Anecdotally, overall FPGA-based development can be 35 to 50 percent more efficient than ASIC-based development. This metric is based upon empirical data from the EDA industry, as well as Altera’s own experience. At 35 percent, one dollar of ASIC development translates to sixty-five cents of FPGA-based development. Using this ratio, the development-cost benefit using programmable logic devices can be quantified.

What Is Too Expensive?

The development cost benefit of using programmable logic materially impacts time-to-profit and time-to-market. A simple analysis of an ASIC project that has $5 million of development costs (typical of costs encountered using a mature 0.18 micron process) shows that an alternative device costing twice as much per unit as the ASIC can be more profitable in quantities up to 57,000 units (assuming a 35 percent gain in development cost efficiency). A device that costs three times as much per unit as the ASIC can be more profitable in quantities up to 30,000 units. In summary, an alternative technology that saves 35 percent in non-recurring development costs will be more profitable than an ASIC in volumes up to20,000 units per year over a three-year life span, even if its variable cost per unit is two to three times more expensive than the ASIC.

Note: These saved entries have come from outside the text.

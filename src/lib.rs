#![cfg_attr(not(feature = "std"), no_std)]

#[cfg(not(feature = "std"))]
extern crate alloc;

// Must come first so the logging macro is visible to every module below
#[macro_use]
mod trace;

// Compatibility layer for std/no_std
mod compat;

// Internal modules (not public API)
mod domain;
mod error;
mod helpers;
mod params;
mod path;
mod percent_encode;
mod query;

// Public API
pub use domain::get_domain_name;
pub use error::ParamError;
pub use params::{parse_int_parameter, parse_string_parameter, try_parse_int_parameter};
pub use path::{append_forward_slash, combine};
pub use percent_encode::encode_component;
pub use query::{add_parameter, remove_parameter};

pub type Result<T> = core::result::Result<T, ParamError>;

Ideally, programmable logic would be that alternative technology, making the decision very straightforward. Unfortunately, programmable logic that is not pad limited can be ten times or more expensive than a comparable ASIC, but there is a viable solution. That solution utilizes structured ASICs, often within 50 percent of the cost of a comparable standard-cell ASIC. Using an FPGA during hardware development and a structured ASIC during production can easily achieve the cost target required to drive profits in low- to mid-volumes.

Conclusion

Semiconductor vendors must evaluate their projects in terms of volume. Economy of scale requires volume to be the basis for all other fiscal calculations. Too often, especially in a hyper-growth environment, vendors are fixated on time-to-market rather than overall profits. This causes decisions to be made on speculation rather than on fiscal fundamentals. Unfortunately (or fortunately, depending on your perspective), the current economic environment dictates that vendors focus on fiscal fundamentals first.

The most successful semiconductor vendors today demonstrate best-in-class design capabilities. This in turn creates efficiency in their development processes, demonstrated by shortened development cycles, spin-less ASICs, and minimized-die area. Successful vendors know that their profitability depends upon superior execution as measured by time and expense.

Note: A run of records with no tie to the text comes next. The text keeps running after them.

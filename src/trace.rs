/// Emit a `tracing` event at TRACE level when the `tracing` feature is enabled.
/// Expands to nothing otherwise.
#[cfg(feature = "tracing")]
macro_rules! trace_fallback {
    ($($arg:tt)+) => {
        tracing::trace!($($arg)+)
    };
}

#[cfg(not(feature = "tracing"))]
macro_rules! trace_fallback {
    ($($arg:tt)+) => {
        ()
    };
}
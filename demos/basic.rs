use uritext::{append_forward_slash, combine, get_domain_name};

fn main() {
    let base = "https://www.example.com:8080/docs/";

    println!("Domain: {:?}", get_domain_name(Some(base))); // Some("example.com")
    println!("Combined: {:?}", combine(Some(base), Some("/getting-started"))); // Some("https://www.example.com:8080/docs/getting-started")
    println!("With slash: {}", append_forward_slash(Some("https://example.com/api"))); // https://example.com/api/
    println!("Blank with slash: {}", append_forward_slash(None)); // /
}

The combination of FPGAs and structured ASICs serve to minimize development time and expense. This benefit comes with a tradeoff: higher cost of goods sold. However, as we have shown, even with COGS two times that of the equivalent standard-cell ASIC, applications that run in the 100,000 unit range will be more profitable using an FPGA and structured ASIC. With this as the basic underpinning of a project, qualitative factors such as ease of use and minimal conversion risks allow vendors to make trade-offs among structured ASIC vendors.

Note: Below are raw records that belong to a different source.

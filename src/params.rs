use crate::error::{ParamError, Result};
use crate::helpers::non_blank;

/// Parses a base-10 integer and checks it against the inclusive `[min, max]` range.
///
/// Surrounding whitespace is ignored and a leading `+` or `-` is accepted.
/// Fractions, exponents and hexadecimal forms are rejected.
///
/// # Errors
///
/// - [`ParamError::Blank`] when the value is absent or only whitespace
/// - [`ParamError::InvalidInteger`] when the value is not a base-10 `i64`
/// - [`ParamError::OutOfRange`] when the parsed value is below `min` or above `max`
pub fn try_parse_int_parameter(value: Option<&str>, min: i64, max: i64) -> Result<i64> {
    let Some(value) = non_blank(value) else {
        trace_fallback!("blank integer parameter");
        return Err(ParamError::Blank);
    };
    let value = value.trim();

    let Ok(parsed) = value.parse::<i64>() else {
        trace_fallback!(value, "integer parameter is not a base-10 integer");
        return Err(ParamError::InvalidInteger);
    };
    if !(min..=max).contains(&parsed) {
        trace_fallback!(parsed, min, max, "integer parameter out of range");
        return Err(ParamError::OutOfRange);
    }

    Ok(parsed)
}

/// Parses an integer parameter, returning `default_value` when the value is
/// blank, not an integer, or outside the inclusive `[min, max]` range.
///
/// ```
/// use uritext::parse_int_parameter;
///
/// assert_eq!(parse_int_parameter(Some("999"), 1, 999, 123), 999);
/// assert_eq!(parse_int_parameter(Some("1000"), 1, 999, 123), 123);
/// assert_eq!(parse_int_parameter(Some("1.5"), 1, 999, 123), 123);
/// assert_eq!(parse_int_parameter(None, 1, 999, 123), 123);
/// ```
pub fn parse_int_parameter(value: Option<&str>, min: i64, max: i64, default_value: i64) -> i64 {
    try_parse_int_parameter(value, min, max).unwrap_or(default_value)
}

/// Returns the value unless it is absent, empty, or only whitespace, in which
/// case `default_value` is returned. The value is passed through untouched.
///
/// ```
/// use uritext::parse_string_parameter;
///
/// assert_eq!(parse_string_parameter(Some("this"), "123"), "this");
/// assert_eq!(parse_string_parameter(Some("   "), "123"), "123");
/// assert_eq!(parse_string_parameter(None::<String>, String::from("123")), "123");
/// ```
pub fn parse_string_parameter<T: AsRef<str>>(value: Option<T>, default_value: T) -> T {
    match value {
        Some(v) if !v.as_ref().trim().is_empty() => v,
        _ => default_value,
    }
}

Altera has developed HardCopy® structured ASICs to be netlist and timing compatible with Altera® FPGAs. This means that the same development tools used for the FPGA are used for HardCopy, and Altera ensures pin and timing compatibility. Therefore, users are isolated from the risks associated with converting an FPGA design to another technology. With these benefits, Altera’s HardCopy enables semiconductor vendors to tap into new or emerging markets without the fiscal risk associated with traditional standard-cell ASIC development. In this way, vendors can broaden their product portfolio, alleviating the higher-level corporate risk associated with being tied to a single market or application while returning profits to shareholders.